Well. Thanks for leaving me that little piece of dignity.

But, I'm am proud to tell you, this girl is a champion barfer. She'll run herself to the bathroom (or grab her bowl), throw up, rinse her mouth and go back to the couch to lie down. The most she'll ask for is someone to "hold [her] hair."

Why do I think this is giving us a terrifying glimpse into her college years? I never really thought that I would be bragging on my daughter's ability to "puke and rally."

Shawn is out of town [I think I'll save him some barf, though, so he can have the full parenting experience]. I had book club last night. Don't worry. There is no part of my maternal instinct that considered missing my night out because I had a sick child. But, I did start to question whether I was a good mother when I left the babysitter with the words, "If she throws up, I promise I'll pay you extra!" But, I felt confident that Lulu was in capable hands when the babysitter responded with, "Don't worry. I'm sure little kid barf is way less gross than drunk college girl barf." And, I told her that, just like a drunk college girl, Lulu would really just need someone to hold her hair.

*clink clink* (That therapy fund is just growing and growing.)

Friday, February 11, 2011

I wanted to come up with another song to get stuck in your head for today's post title. But, I couldn't think of one. So I'll just say this: "I Got You Babe." You're Welcome.

My sister called to check on me. Big sisters will never listen. I kicked her in the crotch.

After I got off the phone with her, Shawn said, "What was that?" (Um. Honey? You don't read my blog?! WTH?!)

I told him, "I wrote a 'wah, wah, wah' blog post yesterday."

And, truly. That's what it was. I just needed to feel sorry for myself for a minute, get it out of my system and move on. Pity, Party of One?

Thanks for listening. Thanks for not making me feel like a doofus for "sharing." You guys really are the greatest.

I feel much better today.

Also, after the post the following happened:
  • Shawn found us a babysitter* so I could go to the Book Club of which I had counted myself out. (Probably the origin of my whining yesterday, truth be told.
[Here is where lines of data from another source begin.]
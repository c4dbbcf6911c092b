use std::collections::HashMap;

use crate::math::{Point2, Point3, Vector3};

use super::TriangleMesh;

/// Grid size used to decide that two coordinates are the same.
const WELD_EPSILON: f64 = 1e-9;

type Key3 = [i64; 3];

#[allow(clippy::cast_possible_truncation)]
fn quantize(value: f64) -> i64 {
    (value / WELD_EPSILON).round() as i64
}

fn position_key(p: &Point3) -> Key3 {
    [quantize(p.x), quantize(p.y), quantize(p.z)]
}

fn vertex_key(position: &Point3, normal: &Vector3, uv: &Point2) -> [i64; 8] {
    let [px, py, pz] = position_key(position);
    [
        px,
        py,
        pz,
        quantize(normal.x),
        quantize(normal.y),
        quantize(normal.z),
        quantize(uv.x),
        quantize(uv.y),
    ]
}

/// Merges vertices whose position, normal and UV all coincide.
#[allow(clippy::cast_possible_truncation)]
pub(super) fn weld(mesh: &TriangleMesh) -> TriangleMesh {
    let mut out = TriangleMesh::default();
    let mut seen: HashMap<[i64; 8], u32> = HashMap::with_capacity(mesh.vertices.len());
    let mut remap: Vec<u32> = Vec::with_capacity(mesh.vertices.len());

    for ((position, normal), uv) in mesh.vertices.iter().zip(&mesh.normals).zip(&mesh.uvs) {
        let key = vertex_key(position, normal, uv);
        let index = *seen
            .entry(key)
            .or_insert_with(|| out.push_vertex(*position, *normal, *uv));
        remap.push(index);
    }

    out.indices = mesh
        .indices
        .iter()
        .map(|tri| tri.map(|i| remap.get(i as usize).copied().unwrap_or(i)))
        .collect();

    let merged = mesh.vertices.len() - out.vertices.len();
    if merged > 0 {
        tracing::trace!(merged, remaining = out.vertices.len(), "welded vertices");
    }
    out
}

/// Every directed edge (by quantized position) must be matched by as many
/// edges running the opposite way.
pub(super) fn is_closed(mesh: &TriangleMesh) -> bool {
    let mut edges: HashMap<(Key3, Key3), i32> = HashMap::new();
    for tri in &mesh.indices {
        let keys: Option<Vec<Key3>> = tri
            .iter()
            .map(|&i| mesh.vertices.get(i as usize).map(position_key))
            .collect();
        let Some(keys) = keys else {
            return false;
        };
        for k in 0..3 {
            let (a, b) = (keys[k], keys[(k + 1) % 3]);
            if a == b {
                continue;
            }
            *edges.entry((a, b)).or_insert(0) += 1;
        }
    }
    !edges.is_empty()
        && edges
            .iter()
            .all(|(&(a, b), &count)| edges.get(&(b, a)).copied().unwrap_or(0) == count)
}

#[cfg(test)]
#[allow(clippy::unwrap_used)]
mod tests {
    use super::*;

    fn quad(doubled: bool) -> TriangleMesh {
        let mut mesh = TriangleMesh::default();
        let up = Vector3::new(0.0, 1.0, 0.0);
        let pts = [(0.0, 0.0), (1.0, 0.0), (1.0, 1.0), (0.0, 1.0)];
        let mut push = |x: f64, z: f64| mesh.push_vertex(Point3::new(x, 0.0, z), up, Point2::new(x, z));
        let ids: Vec<u32> = pts.iter().map(|&(x, z)| push(x, z)).collect();
        // The second triangle repeats two corners as fresh vertices.
        let extra: Vec<u32> = if doubled {
            vec![push(0.0, 0.0), push(1.0, 1.0)]
        } else {
            vec![ids[0], ids[2]]
        };
        mesh.indices.push([ids[0], ids[1], ids[2]]);
        mesh.indices.push([extra[0], extra[1], ids[3]]);
        mesh
    }

    #[test]
    fn duplicates_are_merged() {
        let welded = weld(&quad(true));
        assert_eq!(welded.vertex_count(), 4);
        assert_eq!(welded, weld(&quad(false)));
    }

    #[test]
    fn welding_preserves_triangles_and_geometry() {
        let mesh = quad(true);
        let welded = weld(&mesh);
        assert_eq!(welded.triangle_count(), mesh.triangle_count());
        for (a, b) in mesh.indices.iter().zip(&welded.indices) {
            for k in 0..3 {
                let pa = mesh.vertices[a[k] as usize];
                let pb = welded.vertices[b[k] as usize];
                assert!((pa - pb).norm() < 1e-12);
            }
        }
    }

    #[test]
    fn differing_normals_stay_split() {
        let mut mesh = quad(true);
        mesh.normals[4] = Vector3::new(1.0, 0.0, 0.0);
        assert_eq!(weld(&mesh).vertex_count(), 5);
    }

    #[test]
    fn open_quad_is_not_closed() {
        assert!(!is_closed(&quad(false)));
    }

    #[test]
    fn tetrahedron_is_closed() {
        let mut mesh = TriangleMesh::default();
        let n = Vector3::zeros();
        for p in [
            Point3::new(0.0, 0.0, 0.0),
            Point3::new(1.0, 0.0, 0.0),
            Point3::new(0.0, 1.0, 0.0),
            Point3::new(0.0, 0.0, 1.0),
        ] {
            mesh.push_vertex(p, n, Point2::origin());
        }
        mesh.indices = vec![[0, 2, 1], [0, 1, 3], [0, 3, 2], [1, 2, 3]];
        assert!(is_closed(&mesh));
    }
}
Shawn had an event. My in-laws were snowed in**. I was going to miss the first "girl thing" I had been looking forward to for a month.) But, I got to go! And, talk to grown-ups! And, there were cookies!
  • Shawn and I got an Evite to a cocktail hour at a church we visited. (Love the churches that throw happy hours!) I'm not even sure we can go. But we got invited!
  • I went to Elizabeth's Valentine's Party at school. I was reminded. There will be opportunities to be around other people. (And, sometimes, those opportunities are class parties. With loud children everywhere. And I wonder why I thought solitude was such a bad thing... I jest... Kinda.)
Like I knew all along. It will happen. It just takes time. I have to be patient.
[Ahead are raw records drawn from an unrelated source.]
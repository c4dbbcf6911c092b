use crate::collision::Obb;
use crate::math::{Point2, Pose, Vector2};

use super::instance::SolvedChain;

/// Axis-aligned footprint of a solved hole, in the chain's own frame.
#[derive(Debug, Clone, Copy, PartialEq)]
#[cfg_attr(feature = "serde", derive(serde::Serialize, serde::Deserialize))]
pub struct TemplateBounds {
    /// Extent along `x`.
    pub width: f64,
    /// Extent along `z`.
    pub length: f64,
    /// Minimum corner.
    pub min: Point2,
}

impl Default for TemplateBounds {
    fn default() -> Self {
        Self {
            width: 0.0,
            length: 0.0,
            min: Point2::origin(),
        }
    }
}

impl TemplateBounds {
    /// Maximum corner.
    #[must_use]
    pub fn max(&self) -> Point2 {
        self.min + Vector2::new(self.width, self.length)
    }

    /// Center of the footprint in the chain frame.
    #[must_use]
    pub fn center(&self) -> Point2 {
        self.min + Vector2::new(self.width * 0.5, self.length * 0.5)
    }

    /// The footprint as an oriented box once the hole's chain frame is placed
    /// at `placement` in the hall.
    #[must_use]
    pub fn footprint(&self, placement: &Pose) -> Obb {
        Obb::new(
            placement.transform_point(&self.center()),
            placement.rotation,
            self.width,
            self.length,
        )
    }
}

/// Computes the tight axis-aligned footprint of a solved chain, padded by half
/// the lane width on every side.
///
/// Every bound sample of every spec (entry, exit, piece joints and arc
/// midpoints) is mapped to world space. An empty chain yields zero-sized
/// bounds at the origin; negative or non-finite lane widths count as zero.
#[must_use]
pub fn compute_bounds(chain: &SolvedChain, lane_width: f64) -> TemplateBounds {
    if chain.is_empty() {
        return TemplateBounds::default();
    }
    let half = if lane_width.is_finite() {
        lane_width.max(0.0) * 0.5
    } else {
        0.0
    };

    let mut min_x = f64::INFINITY;
    let mut min_z = f64::INFINITY;
    let mut max_x = f64::NEG_INFINITY;
    let mut max_z = f64::NEG_INFINITY;

    for segment in chain {
        let pose = segment.pose();
        for sample in segment.spec().bound_samples() {
            let p = pose.transform_point(sample);
            min_x = min_x.min(p.x - half);
            max_x = max_x.max(p.x + half);
            min_z = min_z.min(p.y - half);
            max_z = max_z.max(p.y + half);
        }
    }

    TemplateBounds {
        width: max_x - min_x,
        length: max_z - min_z,
        min: Point2::new(min_x, min_z),
    }
}

#[cfg(test)]
#[allow(clippy::unwrap_used, clippy::float_cmp)]
mod tests {
    use super::*;
    use crate::catalog::{ids, SpecRegistry};
    use crate::chain::HoleChain;

    const TOL: f64 = 1e-9;

    fn bounds(spec_ids: &[&str], lane: f64) -> TemplateBounds {
        let hole = HoleChain::from_spec_ids(SpecRegistry::standard(), spec_ids.iter().copied()).unwrap();
        compute_bounds(hole.solved(), lane)
    }

    #[test]
    fn empty_chain_has_zero_bounds() {
        let b = compute_bounds(&SolvedChain::default(), 0.5);
        assert_eq!(b, TemplateBounds::default());
    }

    #[test]
    fn straight_chain_bounds() {
        let b = bounds(&[ids::STRAIGHT_1M, ids::STRAIGHT_2M], 0.6);
        assert!((b.width - 0.6).abs() < TOL);
        assert!((b.length - 3.6).abs() < TOL);
        assert!((b.min.x + 0.3).abs() < TOL);
        assert!((b.min.y + 0.3).abs() < TOL);
    }

    #[test]
    fn zero_width_matches_centerline_extent() {
        let b = bounds(&[ids::STRAIGHT_1M, ids::CURVE_90_LEFT, ids::STRAIGHT_1M], 0.0);
        // Centerline spans x in [-1.8, 0] and z in [0, 1.8].
        assert!((b.width - 1.8).abs() < TOL);
        assert!((b.length - 1.8).abs() < TOL);
    }

    #[test]
    fn arc_midpoint_widens_bounds() {
        // A lone 180 degree turn: endpoints alone would give zero length
        // beyond the lead-in straights.
        let b = bounds(&[ids::U_TURN_LEFT], 0.0);
        assert!((b.width - 1.2).abs() < TOL);
        // Lead-in 0.25 plus the arc's bulge (0.6) past it.
        assert!((b.length - 0.85).abs() < TOL);
    }

    #[test]
    fn lane_width_pads_uniformly() {
        let chain = [ids::STRAIGHT_1M, ids::S_CURVE_RIGHT, ids::CURVE_45_LEFT, ids::CHICANE_LEFT];
        let narrow = bounds(&chain, 0.5);
        let wide = bounds(&chain, 0.75);
        assert!((wide.width - narrow.width - 0.25).abs() < TOL);
        assert!((wide.length - narrow.length - 0.25).abs() < TOL);
    }

    #[test]
    fn negative_lane_counts_as_zero() {
        let a = bounds(&[ids::CURVE_45_LEFT], -1.0);
        let b = bounds(&[ids::CURVE_45_LEFT], 0.0);
        assert_eq!(a, b);
    }

    #[test]
    fn footprint_follows_placement() {
        let b = bounds(&[ids::STRAIGHT_2M], 1.0);
        let obb = b.footprint(&Pose::new(Point2::new(5.0, 5.0), 90.0));
        // Chain center (0, 1) rotated by 90 lands at (-1, 0) from the placement.
        assert!((obb.center.x - 4.0).abs() < TOL);
        assert!((obb.center.y - 5.0).abs() < TOL);
        assert_eq!(obb.rotation, 90.0);
        assert!((obb.width - 1.0).abs() < TOL);
        assert!((obb.length - 3.0).abs() < TOL);
    }
}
Have I mentioned I'm not very good at "patient"?

But, thanks again for thinking of me. Thanks for not worrying about me (out loud). If you all are examples of the friends that are out there waiting for me, I have amazing things ahead of me, indeed. 

Today is a much brighter day.



*Awesome girl. She came even though I called her at the last minute. She drove in snow and ice**. She got stuck in a snowbank at the edge of our steep driveway when she arrived; she threw open her door and said, "I think I'll park here!" Both kids woke up this morning and told us at separate times how much they liked her and that "she was funny!" (I think she read their bedtime stories with funny voices. A Johnson favorite, evidently.)

**Have I mentioned that there's about six inches of ice covering everything around here? Have I mentioned that Wednesday morning, after this blew in, it felt like NEGATIVE 26 degrees outside? I'm not sure why I'm whining about meeting people. I should probably be more concerned with The End of Times!